Intelligent Design Creationists have given us a number of anniversaries to observe. For example, there’s Paul Nelson’s long awaited “omnibus reply” to PZ Myers’ critique of Nelson’s “ontogenetic depth” notion, later amended to version 2.0 (for which we’re also still waiting). And of course, there’s Nelson’s eternally forthcoming monograph On Common Descent which has been hanging fire for a decade or so.

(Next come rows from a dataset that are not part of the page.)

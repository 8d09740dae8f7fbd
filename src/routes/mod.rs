//! Router assembly.
//!
//! SYSTEM CONTEXT
//! ==============
//! Server-rendered pages and form posts under a single Axum router. Every
//! handler resolves identity from the access-token cookie on each request;
//! nothing about the signed-in user is cached between requests.

pub mod admin;
pub mod auth;
pub mod pages;

use axum::Router;
use axum::http::StatusCode;
use axum::routing::{get, post};
use tower_http::trace::TraceLayer;

use crate::state::AppState;

pub fn app(state: AppState) -> Router {
    Router::new()
        .route("/", get(pages::root))
        .route("/login", get(pages::login).post(auth::login_submit))
        .route("/auth/google", get(auth::google_redirect))
        .route("/auth/callback", get(auth::oauth_callback))
        .route("/logout", post(auth::logout))
        .route("/app", get(pages::main_view))
        .route("/api/auth/me", get(auth::me))
        .route("/admin", get(admin::dashboard))
        .route("/admin/users/{id}/approve", post(admin::approve))
        .route("/healthz", get(healthz))
        .layer(TraceLayer::new_for_http())
        .with_state(state)
}

async fn healthz() -> StatusCode {
    StatusCode::OK
}
//! Admin routes. Every handler passes the dashboard gate before touching a
//! table; table calls carry the admin's own bearer token.

use axum::extract::{Path, State};
use axum::http::StatusCode;
use axum::response::{Html, IntoResponse, Response};
use time::OffsetDateTime;

use super::auth::SessionToken;
use crate::services::dashboard::{DashboardError, DashboardView};
use crate::services::tracking::ClientMeta;
use crate::state::AppState;
use crate::views;

fn denied(err: &DashboardError) -> Response {
    (StatusCode::FORBIDDEN, Html(views::render_access_denied(err))).into_response()
}

/// `GET /admin`
pub async fn dashboard(State(state): State<AppState>, SessionToken(token): SessionToken, meta: ClientMeta) -> Response {
    let token = token.as_deref();
    match state
        .dashboard
        .load(&state.auth, token, OffsetDateTime::now_utc())
        .await
    {
        Ok(view) => {
            state
                .auth
                .tracker()
                .record_visit(token, Some(view.admin.id.as_str()), "/admin", &meta)
                .await;
            Html(views::render_admin(&view)).into_response()
        }
        Err(e) => denied(&e),
    }
}

/// `POST /admin/users/{id}/approve`: approve, then render the page with the
/// outcome. On success the table is the post-approval re-fetch. On failure
/// nothing changed, so the table is redrawn from a plain read and shows the
/// same rows the operator was looking at.
pub async fn approve(
    State(state): State<AppState>,
    SessionToken(token): SessionToken,
    Path(id): Path<String>,
) -> Response {
    let token = token.as_deref();
    let admin = match state.dashboard.authorize(&state.auth, token).await {
        Ok(admin) => admin,
        Err(e) => return denied(&e),
    };

    let outcome = state.dashboard.approve_user(token, &id).await;
    let users = match outcome.users {
        Some(users) => users,
        None => state.dashboard.users_or_empty(token).await,
    };
    let analytics = state
        .dashboard
        .fetch_analytics(token, OffsetDateTime::now_utc())
        .await;
    let view = DashboardView {
        admin,
        users,
        analytics,
        notice: Some(outcome.notice),
    };
    Html(views::render_admin(&view)).into_response()
}

#[cfg(test)]
#[path = "admin_test.rs"]
mod tests;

Now in another recent thread on PT Mike Elzinga provided a link that reminds me that we missed the anniversary of a prediction from William Dembski that Wesley Elsberry first noted in 2004. In the July/August 2004 issue of Touchstone in an article titled The Measure of Design, Dembski made a bold prediction:
In the next five years, molecular Darwinism–the idea that Darwinian processes can produce complex molecular structures at the subcellular level–will be dead. When that happens, evolutionary biology will experience a crisis of confidence because evolutionary biology hinges on the evolution of the right molecules. I therefore foresee a Taliban-style collapse of Darwinism in the next ten years.
Perhaps by coincidence (or design?) I’ve just been reading biochemist Nick Lane’s Life Ascending: The Ten Great Inventions of Evolution, recent winner of the 2010 Royal Society Prize for Science books. In particular, Chapters 2 and 3, on the evolution of the genetic code and the evolution of photosynthesis, respectively, emphatically give the lie to Dembski’s prediction. As a result, his further prediction seems a little iffy:
I therefore foresee a Taliban-style collapse of Darwinism in the next ten years.

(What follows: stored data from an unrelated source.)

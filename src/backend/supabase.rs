//! Supabase HTTP client: GoTrue auth under `/auth/v1`, PostgREST under `/rest/v1`.
//!
//! Thin wrapper: one method per remote call, pure parsing helpers below for
//! testability. Constructed once at startup and shared read-only.

use std::time::Duration;

use reqwest::header::{CONTENT_RANGE, HeaderMap};
use reqwest::{Method, RequestBuilder, Url};
use serde::de::DeserializeOwned;
use time::OffsetDateTime;
use time::format_description::well_known::Rfc3339;

use super::{AuthApi, AuthSession, BackendError, Identity, NewUserSession, PageVisit, Profile, SignUp, TableApi};
use crate::config::BackendConfig;

const PROFILES: &str = "profiles";
const USER_SESSIONS: &str = "user_sessions";
const SITE_ANALYTICS: &str = "site_analytics";
const PROFILE_COLUMNS: &str = "id,full_name,is_approved,last_login";

// =============================================================================
// CLIENT
// =============================================================================

pub struct SupabaseClient {
    http: reqwest::Client,
    base_url: String,
    api_key: String,
}

struct Reply {
    headers: HeaderMap,
    body: String,
}

impl SupabaseClient {
    /// # Errors
    ///
    /// Returns [`BackendError::HttpClientBuild`] if the HTTP client cannot be built.
    pub fn new(config: &BackendConfig) -> Result<Self, BackendError> {
        let http = reqwest::Client::builder()
            .timeout(Duration::from_secs(config.timeouts.request_secs))
            .connect_timeout(Duration::from_secs(config.timeouts.connect_secs))
            .build()
            .map_err(|e| BackendError::HttpClientBuild(e.to_string()))?;
        Ok(Self { http, base_url: config.url.trim_end_matches('/').to_owned(), api_key: config.api_key.clone() })
    }

    fn auth_endpoint(&self, path: &str) -> String {
        format!("{}/auth/v1/{path}", self.base_url)
    }

    fn table_endpoint(&self, table: &str) -> String {
        format!("{}/rest/v1/{table}", self.base_url)
    }

    /// Every call carries the project key; the bearer is the caller's token
    /// when there is one.
    fn request(&self, method: Method, url: &str, bearer: Option<&str>) -> RequestBuilder {
        self.http
            .request(method, url)
            .header("apikey", &self.api_key)
            .bearer_auth(bearer.unwrap_or(self.api_key.as_str()))
    }

    async fn send(request: RequestBuilder) -> Result<Reply, BackendError> {
        let response = request
            .send()
            .await
            .map_err(|e| BackendError::Request(e.to_string()))?;

        let status = response.status().as_u16();
        let headers = response.headers().clone();
        let body = response
            .text()
            .await
            .map_err(|e| BackendError::Request(e.to_string()))?;

        if !response_ok(status) {
            return Err(BackendError::Api { status, message: parse_error_message(status, &body) });
        }
        Ok(Reply { headers, body })
    }
}

fn response_ok(status: u16) -> bool {
    (200..300).contains(&status)
}

// =============================================================================
// AUTH
// =============================================================================

#[async_trait::async_trait]
impl AuthApi for SupabaseClient {
    async fn sign_up(&self, email: &str, password: &str, full_name: &str) -> Result<SignUp, BackendError> {
        let request = self
            .request(Method::POST, &self.auth_endpoint("signup"), None)
            .json(&serde_json::json!({
                "email": email,
                "password": password,
                "data": { "full_name": full_name },
            }));
        let reply = Self::send(request).await?;
        parse_sign_up(&reply.body)
    }

    async fn sign_in_with_password(&self, email: &str, password: &str) -> Result<AuthSession, BackendError> {
        let request = self
            .request(Method::POST, &self.auth_endpoint("token"), None)
            .query(&[("grant_type", "password")])
            .json(&serde_json::json!({ "email": email, "password": password }));
        let reply = Self::send(request).await?;
        parse_json(&reply.body)
    }

    fn authorize_url(&self, provider: &str, redirect_to: &str, code_challenge: &str) -> Result<String, BackendError> {
        Url::parse_with_params(
            &self.auth_endpoint("authorize"),
            &[
                ("provider", provider),
                ("redirect_to", redirect_to),
                ("code_challenge", code_challenge),
                ("code_challenge_method", "s256"),
            ],
        )
        .map(String::from)
        .map_err(|e| BackendError::Parse(e.to_string()))
    }

    async fn exchange_code(&self, auth_code: &str, code_verifier: &str) -> Result<AuthSession, BackendError> {
        let request = self
            .request(Method::POST, &self.auth_endpoint("token"), None)
            .query(&[("grant_type", "pkce")])
            .json(&serde_json::json!({ "auth_code": auth_code, "code_verifier": code_verifier }));
        let reply = Self::send(request).await?;
        parse_json(&reply.body)
    }

    async fn get_user(&self, access_token: &str) -> Result<Option<Identity>, BackendError> {
        let request = self.request(Method::GET, &self.auth_endpoint("user"), Some(access_token));
        match Self::send(request).await {
            Ok(reply) => parse_json(&reply.body).map(Some),
            Err(BackendError::Api { status: 401 | 403, .. }) => Ok(None),
            Err(e) => Err(e),
        }
    }

    async fn sign_out(&self, access_token: &str) -> Result<(), BackendError> {
        let request = self.request(Method::POST, &self.auth_endpoint("logout"), Some(access_token));
        Self::send(request).await?;
        Ok(())
    }
}

// =============================================================================
// TABLES
// =============================================================================

#[async_trait::async_trait]
impl TableApi for SupabaseClient {
    async fn list_profiles(&self, bearer: Option<&str>) -> Result<Vec<Profile>, BackendError> {
        let request = self
            .request(Method::GET, &self.table_endpoint(PROFILES), bearer)
            .query(&[("select", PROFILE_COLUMNS)]);
        let reply = Self::send(request).await?;
        parse_json(&reply.body)
    }

    async fn find_profile(&self, bearer: Option<&str>, id: &str) -> Result<Option<Profile>, BackendError> {
        let id_filter = eq_filter(id);
        let request = self
            .request(Method::GET, &self.table_endpoint(PROFILES), bearer)
            .query(&[("select", PROFILE_COLUMNS), ("id", id_filter.as_str())]);
        let reply = Self::send(request).await?;
        let rows: Vec<Profile> = parse_json(&reply.body)?;
        Ok(rows.into_iter().next())
    }

    async fn approve_profile(&self, bearer: Option<&str>, id: &str) -> Result<(), BackendError> {
        let request = self
            .request(Method::PATCH, &self.table_endpoint(PROFILES), bearer)
            .query(&[("id", &eq_filter(id))])
            .header("Prefer", "return=representation")
            .json(&serde_json::json!({ "is_approved": true }));
        let reply = Self::send(request).await?;
        let rows: Vec<serde_json::Value> = parse_json(&reply.body)?;
        if rows.is_empty() {
            return Err(BackendError::Api { status: 404, message: format!("no profile matched id {id}") });
        }
        Ok(())
    }

    async fn count_profiles_active_since(
        &self,
        bearer: Option<&str>,
        since: OffsetDateTime,
    ) -> Result<u64, BackendError> {
        let request = self
            .request(Method::HEAD, &self.table_endpoint(PROFILES), bearer)
            .query(&[("select", "*".to_owned()), ("last_login", gte_filter(since)?)])
            .header("Prefer", "count=exact");
        let reply = Self::send(request).await?;
        let header = reply
            .headers
            .get(CONTENT_RANGE)
            .and_then(|v| v.to_str().ok());
        parse_content_range_count(header)
    }

    async fn insert_user_session(&self, bearer: Option<&str>, session: &NewUserSession) -> Result<(), BackendError> {
        let request = self
            .request(Method::POST, &self.table_endpoint(USER_SESSIONS), bearer)
            .header("Prefer", "return=minimal")
            .json(session);
        Self::send(request).await?;
        Ok(())
    }

    async fn close_user_session(
        &self,
        bearer: Option<&str>,
        id: &str,
        ended_at: OffsetDateTime,
    ) -> Result<(), BackendError> {
        let request = self
            .request(Method::PATCH, &self.table_endpoint(USER_SESSIONS), bearer)
            .query(&[("id", &eq_filter(id))])
            .header("Prefer", "return=minimal")
            .json(&serde_json::json!({ "session_end": format_timestamp(ended_at)? }));
        Self::send(request).await?;
        Ok(())
    }

    async fn insert_page_visit(&self, bearer: Option<&str>, visit: &PageVisit) -> Result<(), BackendError> {
        let request = self
            .request(Method::POST, &self.table_endpoint(SITE_ANALYTICS), bearer)
            .header("Prefer", "return=minimal")
            .json(visit);
        Self::send(request).await?;
        Ok(())
    }
}

// =============================================================================
// PARSING
// =============================================================================

pub(crate) fn eq_filter(value: &str) -> String {
    format!("eq.{value}")
}

pub(crate) fn gte_filter(since: OffsetDateTime) -> Result<String, BackendError> {
    Ok(format!("gte.{}", format_timestamp(since)?))
}

pub(crate) fn format_timestamp(ts: OffsetDateTime) -> Result<String, BackendError> {
    ts.format(&Rfc3339)
        .map_err(|e| BackendError::Parse(e.to_string()))
}

fn parse_json<T: DeserializeOwned>(body: &str) -> Result<T, BackendError> {
    serde_json::from_str(body).map_err(|e| BackendError::Parse(e.to_string()))
}

/// Sign-up answers with a full session when the identity is confirmed
/// immediately, and with the bare identity when confirmation is pending.
pub(crate) fn parse_sign_up(body: &str) -> Result<SignUp, BackendError> {
    if let Ok(session) = serde_json::from_str::<AuthSession>(body) {
        return Ok(SignUp { user: session.user.clone(), session: Some(session) });
    }
    let user: Identity = parse_json(body)?;
    Ok(SignUp { user, session: None })
}

/// Total from a `Content-Range` header such as `0-24/3573` or `*/42`.
pub(crate) fn parse_content_range_count(header: Option<&str>) -> Result<u64, BackendError> {
    let header = header.ok_or_else(|| BackendError::Parse("missing content-range header".into()))?;
    let (_, total) = header
        .split_once('/')
        .ok_or_else(|| BackendError::Parse(format!("malformed content-range: {header}")))?;
    total
        .trim()
        .parse::<u64>()
        .map_err(|_| BackendError::Parse(format!("content-range has no exact count: {header}")))
}

/// Human-readable message from an error body. Auth and table endpoints use
/// different field names.
pub(crate) fn parse_error_message(status: u16, body: &str) -> String {
    if let Ok(serde_json::Value::Object(map)) = serde_json::from_str::<serde_json::Value>(body) {
        for key in ["msg", "error_description", "message", "error"] {
            if let Some(text) = map.get(key).and_then(serde_json::Value::as_str) {
                if !text.trim().is_empty() {
                    return text.to_owned();
                }
            }
        }
    }
    let trimmed = body.trim();
    if trimmed.is_empty() { format!("request failed with status {status}") } else { trimmed.to_owned() }
}

#[cfg(test)]
#[path = "supabase_test.rs"]
mod tests;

Just four years to wait for that one now. But do try again, Bill. You’re already an official contributor to The Imminent Demise of Evolution: The Longest Running Falsehood in Creationism, and with another failed prediction or two you could be the record holder.
And note that another Dembski prediction from 1998’s Mere Creation, is also way overdue:
Intelligent design is a fledgling science. Even so, intelligent design is a fledgling of enormous promise. Many books and articles are in the pipeline. I predict that in the next five years intelligent design will be sufficiently developed to deserve funding from the National Science Foundation. (p29)
We’re now 12 years downstream from that one. Maybe the Templeton Foundation’s evaluation of ID as a research program has also infected NSF.
Well if you want to go into that pathetic level of detail then maybe they have missed a few anniversaries but it was don intelligently and by design.
don done
This seems to be what happens when one resorts to casting Bones of Contention.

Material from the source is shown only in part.